[[ DATA LISTING open ]]

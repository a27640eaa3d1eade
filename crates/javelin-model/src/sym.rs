//! Symbols.
//!
//! Symbols are small copyable handles; the strings behind them live in the
//! compilation's `Interner`. Bound classes store symbols, never pointers to
//! other bound classes: `A extends B` and `B` mentioning `A` through
//! generics is a cycle of symbols, which is fine, rather than a cycle of
//! ownership, which is not. Resolution back to data goes through the
//! environment at the point of use.

use javelin_common::Atom;

/// A class, keyed by interned binary name (`java/util/Map$Entry`).
#[derive(Clone, Copy, Debug, PartialEq, Eq, Hash, PartialOrd, Ord)]
pub struct ClassSym(pub Atom);

/// A package, keyed by interned slash-separated name (`""` for the default
/// package). Packages own nothing; they are lookup roots.
#[derive(Clone, Copy, Debug, PartialEq, Eq, Hash)]
pub struct PackageSym(pub Atom);

/// A module, keyed by interned dotted module name.
#[derive(Clone, Copy, Debug, PartialEq, Eq, Hash)]
pub struct ModuleSym(pub Atom);

/// A field: owner class plus simple name. Fields cannot overload, so the
/// pair is unique.
#[derive(Clone, Copy, Debug, PartialEq, Eq, Hash)]
pub struct FieldSym {
    pub owner: ClassSym,
    pub name: Atom,
}

/// A method: owner class, simple name, and erased descriptor to tell
/// overloads apart. Method symbols are minted during member binding, once
/// erased descriptors exist.
#[derive(Clone, Copy, Debug, PartialEq, Eq, Hash)]
pub struct MethodSym {
    pub owner: ClassSym,
    pub name: Atom,
    pub descriptor: Atom,
}

/// What declares a type variable. Methods are identified by declaration
/// index within their owner, since type parameters bind before the method's
/// own symbol (which needs the erased descriptor) can exist.
#[derive(Clone, Copy, Debug, PartialEq, Eq, Hash)]
pub enum TyVarOwner {
    Class(ClassSym),
    Method(ClassSym, u32),
}

impl TyVarOwner {
    pub fn class(self) -> ClassSym {
        match self {
            TyVarOwner::Class(sym) | TyVarOwner::Method(sym, _) => sym,
        }
    }
}

/// A type variable: owner plus simple name plus declaration index.
#[derive(Clone, Copy, Debug, PartialEq, Eq, Hash)]
pub struct TyVarSym {
    pub owner: TyVarOwner,
    pub name: Atom,
    pub index: u32,
}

[[ DATA LISTING closed ]]

▸ WHAT THE EXERCISE ASKS
From the records above, pick out and copy each line holding the word "index".

▸ WRITTEN ANSWER
/// index within their owner, since type parameters bind before the method's
/// A type variable: owner plus simple name plus declaration index.
    pub index: u32,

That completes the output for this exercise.